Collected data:
•••

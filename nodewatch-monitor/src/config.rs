/**
 * CONFIG - JSON configuration file and report-token store
 *
 * ROLE:
 * Loads `node_monitor_config.json` (defaults for every missing key), exposes the
 * agent launch settings and owns the `report_tokens` map that the reconciler fills
 * and the reporter reads.
 *
 * PERSISTENCE:
 * The whole file is rewritten on every token change: serialize to a sibling temp
 * file, then rename over the target so a crash never leaves a truncated config.
 */

use crate::probe::framing::FramingMode;
use crate::state::{new_state, snapshot, Shared};
use serde::{Deserialize, Serialize};
use std::collections::BTreeMap;
use std::path::{Path, PathBuf};
use std::time::Duration;
use tokio::fs;
use tracing::{debug, warn};

pub const DEFAULT_CONFIG_FILE: &str = "node_monitor_config.json";

/// Lower bound applied to `settle_delay`.
pub const MIN_SETTLE_DELAY_SECS: u64 = 30;

#[derive(Debug, thiserror::Error)]
pub enum ConfigError {
    #[error("IO error on {path}: {source}")]
    Io {
        path: PathBuf,
        #[source]
        source: std::io::Error,
    },
    #[error("JSON error: {0}")]
    Json(#[from] serde_json::Error),
    #[error("invalid agent extra_args: {0}")]
    ExtraArgs(#[from] shell_words::ParseError),
}

#[derive(Debug, Clone, PartialEq, Serialize, Deserialize)]
#[serde(default)]
pub struct MonitorConfig {
    /// node name -> report token
    pub report_tokens: BTreeMap<String, String>,
    /// Seconds, per probe stage and per HTTP request.
    pub connection_timeout: u64,
    /// Seconds between two successive reports.
    pub node_delay: f64,
    pub max_retries: u32,
    pub log_level: String,
    pub local_api: String,
    pub settle_delay: u64,
    pub cycle_interval: u64,
    pub skip_unchanged_updates: bool,
    pub rpc_framing: FramingMode,
    pub probe_concurrency: usize,
    pub agent: AgentConfig,
}

impl Default for MonitorConfig {
    fn default() -> Self {
        Self {
            report_tokens: BTreeMap::new(),
            connection_timeout: 5,
            node_delay: 1.0,
            max_retries: 3,
            log_level: "INFO".to_string(),
            local_api: "http://127.0.0.1:8080".to_string(),
            settle_delay: MIN_SETTLE_DELAY_SECS,
            cycle_interval: 300,
            skip_unchanged_updates: false,
            rpc_framing: FramingMode::default(),
            probe_concurrency: 32,
            agent: AgentConfig::default(),
        }
    }
}

impl MonitorConfig {
    pub fn connection_timeout(&self) -> Duration {
        Duration::from_secs(self.connection_timeout.max(1))
    }

    pub fn node_delay(&self) -> Duration {
        Duration::try_from_secs_f64(self.node_delay).unwrap_or(Duration::ZERO)
    }

    pub fn settle_delay(&self) -> Duration {
        Duration::from_secs(self.settle_delay)
    }

    /// Raises `settle_delay` to [`MIN_SETTLE_DELAY_SECS`]. Returns true when it was lower.
    pub fn clamp_settle_delay(&mut self) -> bool {
        if self.settle_delay < MIN_SETTLE_DELAY_SECS {
            self.settle_delay = MIN_SETTLE_DELAY_SECS;
            return true;
        }
        false
    }

    pub fn cycle_interval(&self) -> Duration {
        Duration::from_secs(self.cycle_interval)
    }

    /// Maps the level names kept in the file (`DEBUG`, `WARNING`, ...) to a tracing directive.
    pub fn tracing_directive(&self) -> &'static str {
        match self.log_level.to_ascii_uppercase().as_str() {
            "DEBUG" => "debug",
            "WARNING" | "WARN" => "warn",
            "ERROR" => "error",
            "TRACE" => "trace",
            _ => "info",
        }
    }
}

/// How the monitor launches the management service and the per-node agents.
#[derive(Debug, Clone, PartialEq, Serialize, Deserialize)]
#[serde(default)]
pub struct AgentConfig {
    pub bin_dir: PathBuf,
    pub service_binary: String,
    pub core_binary: String,
    pub launch_service: bool,
    pub probe_agents: bool,
    pub rpc_host: String,
    pub rpc_base_port: u16,
    /// Seconds
    pub startup_timeout: u64,
    /// Seconds
    pub grace_period: u64,
    /// Appended to every core agent command line, shell-quoted.
    pub extra_args: String,
}

impl Default for AgentConfig {
    fn default() -> Self {
        Self {
            bin_dir: PathBuf::from("bin"),
            service_binary: "easytier-uptime".to_string(),
            core_binary: "easytier-core".to_string(),
            launch_service: true,
            probe_agents: true,
            rpc_host: "127.0.0.1".to_string(),
            rpc_base_port: 15888,
            startup_timeout: 30,
            grace_period: 5,
            extra_args: String::new(),
        }
    }
}

impl AgentConfig {
    pub fn extra_args(&self) -> Result<Vec<String>, ConfigError> {
        Ok(shell_words::split(&self.extra_args)?)
    }

    pub fn startup_timeout(&self) -> Duration {
        Duration::from_secs(self.startup_timeout)
    }

    pub fn grace_period(&self) -> Duration {
        Duration::from_secs(self.grace_period)
    }
}

/// Reads the config file. A missing, empty or invalid file yields defaults.
pub async fn load_config(path: &Path) -> MonitorConfig {
    if !path.exists() {
        warn!(path = %path.display(), "config file not found, using defaults");
        return MonitorConfig::default();
    }
    let txt = match fs::read_to_string(path).await {
        Ok(txt) => txt,
        Err(e) => {
            warn!(path = %path.display(), error = %e, "config file unreadable, using defaults");
            return MonitorConfig::default();
        }
    };
    if txt.trim().is_empty() {
        return MonitorConfig::default();
    }
    serde_json::from_str(&txt).unwrap_or_else(|e| {
        warn!(path = %path.display(), error = %e, "invalid config, using defaults");
        MonitorConfig::default()
    })
}

/// Writes the whole config through a temp file + rename.
pub async fn save_config(path: &Path, config: &MonitorConfig) -> Result<(), ConfigError> {
    let content = serde_json::to_string_pretty(config)?;
    let tmp = temp_path(path);
    fs::write(&tmp, content).await.map_err(|source| ConfigError::Io {
        path: tmp.clone(),
        source,
    })?;
    fs::rename(&tmp, path).await.map_err(|source| ConfigError::Io {
        path: path.to_path_buf(),
        source,
    })?;
    Ok(())
}

fn temp_path(path: &Path) -> PathBuf {
    let mut name = path
        .file_name()
        .map(|n| n.to_os_string())
        .unwrap_or_else(|| DEFAULT_CONFIG_FILE.into());
    name.push(".tmp");
    path.with_file_name(name)
}

/// The loaded config plus the file it came from. The reconciler is the only writer.
#[derive(Clone)]
pub struct ConfigStore {
    path: PathBuf,
    inner: Shared<MonitorConfig>,
}

impl ConfigStore {
    pub fn new(path: impl Into<PathBuf>, config: MonitorConfig) -> Self {
        Self {
            path: path.into(),
            inner: new_state(config),
        }
    }

    pub async fn open(path: impl Into<PathBuf>) -> Self {
        let path = path.into();
        let config = load_config(&path).await;
        Self::new(path, config)
    }

    pub fn path(&self) -> &Path {
        &self.path
    }

    pub fn current(&self) -> MonitorConfig {
        snapshot(&self.inner)
    }

    pub fn report_token(&self, node_name: &str) -> Option<String> {
        self.inner.lock().report_tokens.get(node_name).cloned()
    }

    /// Persists a token, then records it in memory. Returns `false` when the token was
    /// already known. A failed save leaves memory untouched so the next harvest retries.
    pub async fn set_report_token(&self, node_name: &str, token: &str) -> Result<bool, ConfigError> {
        let staged = {
            let cfg = self.inner.lock();
            if cfg.report_tokens.get(node_name).map(String::as_str) == Some(token) {
                return Ok(false);
            }
            let mut staged = cfg.clone();
            staged.report_tokens.insert(node_name.to_string(), token.to_string());
            staged
        };
        save_config(&self.path, &staged).await?;
        self.inner
            .lock()
            .report_tokens
            .insert(node_name.to_string(), token.to_string());
        debug!(node = node_name, "report token saved");
        Ok(true)
    }
}

#[cfg(test)]
mod tests {
    use super::*;
    use tempfile::tempdir;

    #[tokio::test]
    async fn test_missing_file_gives_defaults() {
        let dir = tempdir().unwrap();
        let cfg = load_config(&dir.path().join("absent.json")).await;
        assert_eq!(cfg, MonitorConfig::default());
        assert_eq!(cfg.max_retries, 3);
        assert_eq!(cfg.connection_timeout, 5);
    }

    #[tokio::test]
    async fn test_partial_file_fills_defaults() {
        let dir = tempdir().unwrap();
        let path = dir.path().join("cfg.json");
        std::fs::write(
            &path,
            r#"{"report_tokens": {"hk-1": "t1"}, "max_retries": 5, "rpc_framing": "brace_count"}"#,
        )
        .unwrap();

        let cfg = load_config(&path).await;
        assert_eq!(cfg.report_tokens.get("hk-1").map(String::as_str), Some("t1"));
        assert_eq!(cfg.max_retries, 5);
        assert_eq!(cfg.rpc_framing, FramingMode::BraceCount);
        assert_eq!(cfg.node_delay, 1.0);
        assert_eq!(cfg.agent.rpc_base_port, 15888);
    }

    #[tokio::test]
    async fn test_invalid_file_gives_defaults() {
        let dir = tempdir().unwrap();
        let path = dir.path().join("cfg.json");
        std::fs::write(&path, "{not json").unwrap();
        assert_eq!(load_config(&path).await, MonitorConfig::default());
    }

    #[tokio::test]
    async fn test_token_store_persists_whole_file() {
        let dir = tempdir().unwrap();
        let path = dir.path().join("cfg.json");
        let store = ConfigStore::new(&path, MonitorConfig::default());

        assert!(store.set_report_token("hk-1", "abc").await.unwrap());
        assert!(!store.set_report_token("hk-1", "abc").await.unwrap());
        assert!(!dir.path().join("cfg.json.tmp").exists());

        let reloaded = ConfigStore::open(&path).await;
        assert_eq!(reloaded.report_token("hk-1").as_deref(), Some("abc"));
        assert_eq!(reloaded.current().log_level, "INFO");
    }

    #[tokio::test]
    async fn test_failed_save_is_retried_on_next_harvest() {
        let dir = tempdir().unwrap();
        let nested = dir.path().join("not-yet");
        let path = nested.join("cfg.json");
        let store = ConfigStore::new(&path, MonitorConfig::default());

        assert!(matches!(
            store.set_report_token("hk-1", "abc").await,
            Err(ConfigError::Io { .. })
        ));
        assert_eq!(store.report_token("hk-1"), None);

        std::fs::create_dir_all(&nested).unwrap();
        assert!(store.set_report_token("hk-1", "abc").await.unwrap());
        assert!(path.exists());
        assert_eq!(load_config(&path).await.report_tokens.get("hk-1").map(String::as_str), Some("abc"));
    }

    #[test]
    fn test_settle_delay_clamp() {
        let mut cfg = MonitorConfig {
            settle_delay: 3,
            log_level: "WARNING".into(),
            ..MonitorConfig::default()
        };
        assert!(cfg.clamp_settle_delay());
        assert_eq!(cfg.settle_delay(), Duration::from_secs(30));
        assert!(!cfg.clamp_settle_delay());
        assert_eq!(cfg.tracing_directive(), "warn");
    }

    #[test]
    fn test_extra_args_are_shell_split() {
        let agent = AgentConfig {
            extra_args: r#"--hostname "edge probe" --no-tun"#.to_string(),
            ..AgentConfig::default()
        };
        assert_eq!(agent.extra_args().unwrap(), vec!["--hostname", "edge probe", "--no-tun"]);
    }
}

•••

Copy out each line of the entries where the word "lock" is found.

        self.inner.lock().report_tokens.get(node_name).cloned()
            let cfg = self.inner.lock();
            .lock()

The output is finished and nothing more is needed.